Effect of Tunneling Conductance on the Performance of Multi Walled Carbon Nanotubes as VLSI Interconnects

Abstract

With the scaling in technology nodes, researchers observed that the resistivity of copper as an interconnect increase resulting in increasing its time delay. Due to these drawbacks an alternative for copper as an interconnect was required. This report studies Carbon Nanotube (CNT) as a suitable alternative for VLSI interconnect. Different fabrication methods for the growth of CNT are discussed. Most of these fabrication approaches prefer MWCNT’s growth over SWCNT; however there is a lack of proper modeling technique for analyzing MWCNT as an interconnect. This report discusses the various parameters of MWCNT as interconnect for global lengths for deep sub micron technology levels. Based on these parameters a multi conductor circuit (MCC) model is derived. As MCC model is quite complex which is difficult to analyze and simulate therefore a derived equivalent single conductor (ESC) model is proposed for simulation. Effect of change in driver size, imperfect contact resistance and load capacitance on propagation delay at global length of 1000μm is discussed. Variation in RLC parameters with increasing length and its impact on propagation delay is also discussed and the obtained results are compared with Copper so as to prove the superiority of MWCNT for global lengths deep sub micron technology levels.
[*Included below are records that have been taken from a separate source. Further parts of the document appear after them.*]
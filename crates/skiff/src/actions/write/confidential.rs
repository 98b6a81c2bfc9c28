//! Encrypted-balance token actions. All three need the owner key to derive
//! the viewing keypair, so they are extended actions and unavailable in
//! server-wallet mode.

use crate::aa::Call;
use crate::account::AccountHandle;
use crate::actions::schema::{self, Args, DefaultValue, Field, FieldType, Schema};
use crate::actions::{Descriptor, ExtendedAction};
use crate::agentkit::Agentkit;
use crate::amount;
use crate::chains::evm::EvmChain;
use crate::config::{chain_for_id, ChainDef};
use crate::errors::{ActionError, ActionOutput, ActionResult};
use crate::services::confidential::{
    self, derive_viewing_seed, register_calldata, transfer_calldata,
};
use alloy::primitives::{Address, U256};
use alloy::signers::local::PrivateKeySigner;
use async_trait::async_trait;
use serde_json::json;

fn confidential_token(
    account: &AccountHandle<'_>,
) -> Result<(&'static ChainDef, Address), ActionError> {
    let chain = chain_for_id(account.chain.chain_id).map_err(ActionError::from)?;
    let token = chain.confidential_token.ok_or_else(|| {
        ActionError::new(
            "unsupported_chain_feature",
            format!(
                "confidential transfers are not available on {}",
                chain.name
            ),
        )
    })?;
    Ok((chain, token))
}

fn owner_key<'a>(account: &'a AccountHandle<'_>) -> Result<&'a PrivateKeySigner, ActionError> {
    account.owner_signer().ok_or_else(|| {
        ActionError::new(
            "unsupported_in_server_mode",
            "confidential operations derive a viewing key from the owner key; server wallets \
             cannot use them.",
        )
    })
}

// ---------------------------------------------------------------- register

static REGISTER_DESCRIPTOR: Descriptor = Descriptor {
    name: "register_confidential",
    description: "Register the Smart Account with the encrypted-balance token so it can hold and move confidential funds. Takes no arguments.",
    schema: schema::EMPTY,
    requires_account: true,
};

pub struct RegisterConfidential;

#[async_trait]
impl ExtendedAction for RegisterConfidential {
    fn descriptor(&self) -> &'static Descriptor {
        &REGISTER_DESCRIPTOR
    }

    async fn run(
        &self,
        kit: &Agentkit,
        account: Option<&AccountHandle<'_>>,
        _args: &Args,
    ) -> ActionResult {
        let Some(account) = account else {
            return Err(ActionError::no_account(REGISTER_DESCRIPTOR.name));
        };
        let (chain, token) = confidential_token(account)?;
        let signer = owner_key(account)?;

        let address = match account.address().await {
            Ok(a) => a,
            Err(e) => return Err(ActionError::upstream("failed to resolve account address", &e)),
        };

        match confidential::is_registered(account.chain, token, address).await {
            Ok(true) => {
                return Ok(ActionOutput::text(format!(
                    "Account {address} is already registered with the confidential token."
                )))
            }
            Ok(false) => {}
            Err(e) => return Err(ActionError::upstream("registration check failed", &e)),
        }

        let seed = match derive_viewing_seed(signer) {
            Ok(s) => s,
            Err(e) => return Err(ActionError::upstream("viewing key derivation failed", &e)),
        };
        let proof = match kit
            .confidential()
            .registration_proof(seed, address, chain.chain_id)
            .await
        {
            Ok(p) => p,
            Err(e) => return Err(ActionError::upstream("registration proof failed", &e)),
        };

        let call = Call {
            to: token,
            value: U256::ZERO,
            data: register_calldata(&proof),
        };
        match account.submit(&[call], true).await {
            Ok(receipt) if receipt.confirmed => Ok(ActionOutput::with_data(
                format!("Registered {address} with the confidential token. Reference: {}.", receipt.reference),
                json!({ "reference": receipt.reference }),
            )),
            Ok(receipt) => Err(ActionError::new(
                "transaction_failed",
                format!("registration reverted on-chain (reference {})", receipt.reference),
            )),
            Err(e) => Err(ActionError::upstream("registration failed", &e)),
        }
    }
}

// ---------------------------------------------------------------- transfer

static TRANSFER_FIELDS: &[Field] = &[
    Field::required("to", FieldType::String, "Recipient address."),
    Field::required(
        "amount",
        FieldType::String,
        "Amount to transfer, in UI units. The amount is encrypted on-chain.",
    ),
    Field::optional("wait", FieldType::Boolean, "Wait for confirmation.")
        .with_default(DefaultValue::Bool(true)),
];

static TRANSFER_DESCRIPTOR: Descriptor = Descriptor {
    name: "confidential_transfer",
    description: "Send confidential tokens. On-chain observers see neither the amount nor the resulting balances.",
    schema: Schema {
        fields: TRANSFER_FIELDS,
    },
    requires_account: true,
};

pub struct ConfidentialTransfer;

#[async_trait]
impl ExtendedAction for ConfidentialTransfer {
    fn descriptor(&self) -> &'static Descriptor {
        &TRANSFER_DESCRIPTOR
    }

    async fn run(
        &self,
        kit: &Agentkit,
        account: Option<&AccountHandle<'_>>,
        args: &Args,
    ) -> ActionResult {
        let Some(account) = account else {
            return Err(ActionError::no_account(TRANSFER_DESCRIPTOR.name));
        };
        let (chain, token) = confidential_token(account)?;
        let signer = owner_key(account)?;

        let to = match EvmChain::parse_address(args.str("to").unwrap_or_default()) {
            Ok(a) => a,
            Err(e) => {
                return Err(ActionError::new(
                    "invalid_arguments",
                    format!("invalid recipient: {e:#}"),
                ))
            }
        };
        let amount_ui = args.str("amount").unwrap_or_default();
        let wait = args.boolean("wait").unwrap_or(true);

        let meta = match account.chain.get_erc20_metadata(token).await {
            Ok(m) => m,
            Err(e) => return Err(ActionError::upstream("failed to read token metadata", &e)),
        };
        let base = match amount::parse_ui(amount_ui, u32::from(meta.decimals)) {
            Ok(v) => v,
            Err(e) => {
                return Err(ActionError::new(
                    "invalid_arguments",
                    format!("bad amount: {e:#}"),
                ))
            }
        };

        let from = match account.address().await {
            Ok(a) => a,
            Err(e) => return Err(ActionError::upstream("failed to resolve account address", &e)),
        };

        match confidential::is_registered(account.chain, token, to).await {
            Ok(true) => {}
            Ok(false) => {
                return Err(ActionError::new(
                    "recipient_not_registered",
                    format!(
                        "recipient {to} is not registered with the confidential token; they must \
                         run register_confidential first"
                    ),
                ))
            }
            Err(e) => return Err(ActionError::upstream("recipient check failed", &e)),
        }

        let seed = match derive_viewing_seed(signer) {
            Ok(s) => s,
            Err(e) => return Err(ActionError::upstream("viewing key derivation failed", &e)),
        };
        let proof = match kit
            .confidential()
            .transfer_proof(seed, from, to, base, chain.chain_id)
            .await
        {
            Ok(p) => p,
            Err(e) => return Err(ActionError::upstream("transfer proof failed", &e)),
        };

        let call = Call {
            to: token,
            value: U256::ZERO,
            data: transfer_calldata(to, &proof),
        };
        match account.submit(&[call], wait).await {
            Ok(receipt) if wait && !receipt.confirmed => Err(ActionError::new(
                "transaction_failed",
                format!(
                    "confidential transfer reverted on-chain (reference {})",
                    receipt.reference
                ),
            )),
            Ok(receipt) => Ok(ActionOutput::with_data(
                format!(
                    "Confidential transfer of {amount_ui} {} to {to} submitted. Reference: {}.",
                    meta.symbol, receipt.reference
                ),
                json!({ "reference": receipt.reference, "tx_hash": receipt.tx_hash }),
            )),
            Err(e) => Err(ActionError::upstream("confidential transfer failed", &e)),
        }
    }
}

// ---------------------------------------------------------------- balance

static BALANCE_DESCRIPTOR: Descriptor = Descriptor {
    name: "get_confidential_balance",
    description: "Decrypt and report the Smart Account's confidential token balance. Takes no arguments.",
    schema: schema::EMPTY,
    requires_account: true,
};

pub struct GetConfidentialBalance;

#[async_trait]
impl ExtendedAction for GetConfidentialBalance {
    fn descriptor(&self) -> &'static Descriptor {
        &BALANCE_DESCRIPTOR
    }

    async fn run(
        &self,
        kit: &Agentkit,
        account: Option<&AccountHandle<'_>>,
        _args: &Args,
    ) -> ActionResult {
        let Some(account) = account else {
            return Err(ActionError::no_account(BALANCE_DESCRIPTOR.name));
        };
        let (_chain, token) = confidential_token(account)?;
        let signer = owner_key(account)?;

        let address = match account.address().await {
            Ok(a) => a,
            Err(e) => return Err(ActionError::upstream("failed to resolve account address", &e)),
        };

        let handle = match confidential::encrypted_balance(account.chain, token, address).await {
            Ok(h) => h,
            Err(e) => return Err(ActionError::upstream("failed to read encrypted balance", &e)),
        };

        let seed = match derive_viewing_seed(signer) {
            Ok(s) => s,
            Err(e) => return Err(ActionError::upstream("viewing key derivation failed", &e)),
        };
        let base = match kit.confidential().decrypt_balance(seed, &handle).await {
            Ok(v) => v,
            Err(e) => return Err(ActionError::upstream("balance decryption failed", &e)),
        };

        let meta = match account.chain.get_erc20_metadata(token).await {
            Ok(m) => m,
            Err(e) => return Err(ActionError::upstream("failed to read token metadata", &e)),
        };
        let ui = amount::parse_base(&base)
            .and_then(|b| amount::format_units(b, u32::from(meta.decimals)))
            .unwrap_or_else(|_| base.clone());

        Ok(ActionOutput::with_data(
            format!("Confidential balance: {ui} {}", meta.symbol),
            json!({ "balance": ui, "symbol": meta.symbol }),
        ))
    }
}
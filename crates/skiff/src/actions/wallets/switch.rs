use crate::account::AccountHandle;
use crate::actions::schema::{Args, Field, FieldType, Schema};
use crate::actions::wallets::server_wallet;
use crate::actions::{Descriptor, ExtendedAction};
use crate::agentkit::Agentkit;
use crate::errors::{ActionError, ActionOutput, ActionResult};
use async_trait::async_trait;
use serde_json::json;

static FIELDS: &[Field] = &[Field::required(
    "index",
    FieldType::Integer,
    "Index of the wallet to make active, as shown by list_wallets.",
)];

static DESCRIPTOR: Descriptor = Descriptor {
    name: "use_wallet",
    description: "Switch the active server wallet by index. Subsequent actions act from the newly selected wallet.",
    schema: Schema { fields: FIELDS },
    requires_account: false,
};

pub struct UseWallet;

#[async_trait]
impl ExtendedAction for UseWallet {
    fn descriptor(&self) -> &'static Descriptor {
        &DESCRIPTOR
    }

    async fn run(
        &self,
        kit: &Agentkit,
        _account: Option<&AccountHandle<'_>>,
        args: &Args,
    ) -> ActionResult {
        let wallet = server_wallet(kit)?;
        let index = match args.u64("index").and_then(|v| u32::try_from(v).ok()) {
            Some(i) => i,
            None => {
                return Err(ActionError::new(
                    "invalid_arguments",
                    "index must fit in an unsigned 32-bit integer",
                ))
            }
        };

        // Validate against the live wallet list before committing the switch.
        let info = match wallet.wallet_at(index).await {
            Ok(i) => i,
            Err(e) => return Err(e.into()),
        };

        let previous = wallet.select(index);
        Ok(ActionOutput::with_data(
            format!(
                "Active wallet is now #{index} ({}). Previously active: #{previous}.",
                info.address
            ),
            json!({ "index": index, "previous": previous, "address": info.address }),
        ))
    }
}
#![recursion_limit = "256"]
#![expect(
    clippy::multiple_crate_versions,
    reason = "transitive dependency duplication"
)]

use clap::{Parser, Subcommand};
use eyre::Context as _;
use std::sync::Arc;

mod aa;
mod account;
mod actions;
mod agent;
mod agentkit;
mod amount;
mod chains;
mod config;
mod dispatcher;
mod doctor;
mod errors;
mod retry;
mod services;

#[derive(Parser, Debug)]
#[command(name = "skiff", version)]
struct Cli {
    #[command(subcommand)]
    cmd: Command,
}

#[derive(Subcommand, Debug)]
enum Command {
    /// Start the interactive agent REPL. Reads prompts from stdin until the
    /// literal input "exit".
    Chat {
        /// Act through the remote wallet server instead of a local signer.
        #[arg(long, default_value_t = false)]
        server_wallet: bool,
    },

    /// Print the machine-readable action catalog (names, descriptions and
    /// argument schemas) as JSON.
    Actions,

    /// Print a quick self-diagnostic report (safe to paste; contains no
    /// secrets).
    Doctor {
        /// Emit JSON to stdout (machine-readable).
        #[arg(long, default_value_t = false)]
        json: bool,
    },
}

fn init_logging() {
    // The REPL owns stdout; all diagnostics go to stderr as JSON lines.
    let env_filter = tracing_subscriber::EnvFilter::from_default_env();
    tracing_subscriber::fmt()
        .json()
        .with_writer(std::io::stderr)
        .with_env_filter(env_filter)
        .init();
}

#[tokio::main]
async fn main() -> eyre::Result<()> {
    color_eyre::install()?;
    let _ = dotenvy::dotenv();
    init_logging();

    let cli = Cli::parse();
    match cli.cmd {
        Command::Chat { server_wallet } => {
            let config = config::AgentConfig::from_env().context("configuration failed")?;
            let kit = if server_wallet {
                agentkit::Agentkit::with_server_wallet(&config)
                    .context("server wallet configuration failed")?
            } else {
                agentkit::Agentkit::with_local_signer(&config)
                    .context("local signer configuration failed")?
            };
            agent::run_repl(Arc::new(kit), &config.llm)
                .await
                .context("agent repl failed")
        }
        Command::Actions => {
            use std::io::Write as _;
            let catalog = actions::Registry::assemble().catalog_json();
            let s = serde_json::to_string_pretty(&catalog).context("serialize catalog")?;
            writeln!(std::io::stdout().lock(), "{s}").context("write catalog")?;
            Ok(())
        }
        Command::Doctor { json } => doctor::run(json).context("doctor failed"),
    }
}
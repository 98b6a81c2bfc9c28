use crate::account::AccountHandle;
use crate::actions::schema::{Args, Field, FieldType, Schema};
use crate::actions::{Descriptor, ExtendedAction};
use crate::agentkit::Agentkit;
use crate::errors::{ActionError, ActionOutput, ActionResult};
use async_trait::async_trait;
use serde_json::json;

static FIELDS: &[Field] = &[Field::required(
    "order_uid",
    FieldType::String,
    "The order UID returned when the swap order was placed.",
)];

static DESCRIPTOR: Descriptor = Descriptor {
    name: "get_swap_order",
    description: "Check the current status of a batch-auction swap order.",
    schema: Schema { fields: FIELDS },
    requires_account: false,
};

pub struct GetSwapOrder;

#[async_trait]
impl ExtendedAction for GetSwapOrder {
    fn descriptor(&self) -> &'static Descriptor {
        &DESCRIPTOR
    }

    async fn run(
        &self,
        kit: &Agentkit,
        _account: Option<&AccountHandle<'_>>,
        args: &Args,
    ) -> ActionResult {
        let uid = args.str("order_uid").unwrap_or_default();
        match kit.swap().get_order(uid).await {
            Ok(order) => {
                let mut msg = format!("Order {uid}: status {}", order.status);
                if let Some(bought) = &order.executed_buy_amount {
                    msg.push_str(&format!(", executed buy amount {bought} (base units)"));
                }
                Ok(ActionOutput::with_data(
                    msg,
                    json!({ "uid": uid, "status": order.status }),
                ))
            }
            Err(e) => Err(ActionError::upstream("failed to fetch order", &e)),
        }
    }
}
The role of repeaters in reduction of delay and the impact of change of Dmin to Dmax ratio onto propagation delay is also studied. Further, to study the effect of intershell tunneling conductance on the resistance and propagation delay, a model is proposed for deriving equivalent resistance by including tunneling conductance. Based on the derived equivalent resistance, previously derived ESC model is modified and simulations are performed for delay analysis. The resistance and propagation delay obtained by considering tunneling conductance are compared with the results without considering tunneling conductance and results are analyzed to observe its effect on interconnect performance. All the calculations and simulations are carried out for 32nm, 22nm and 16nm technology nodes using ITRS 2013 parameters.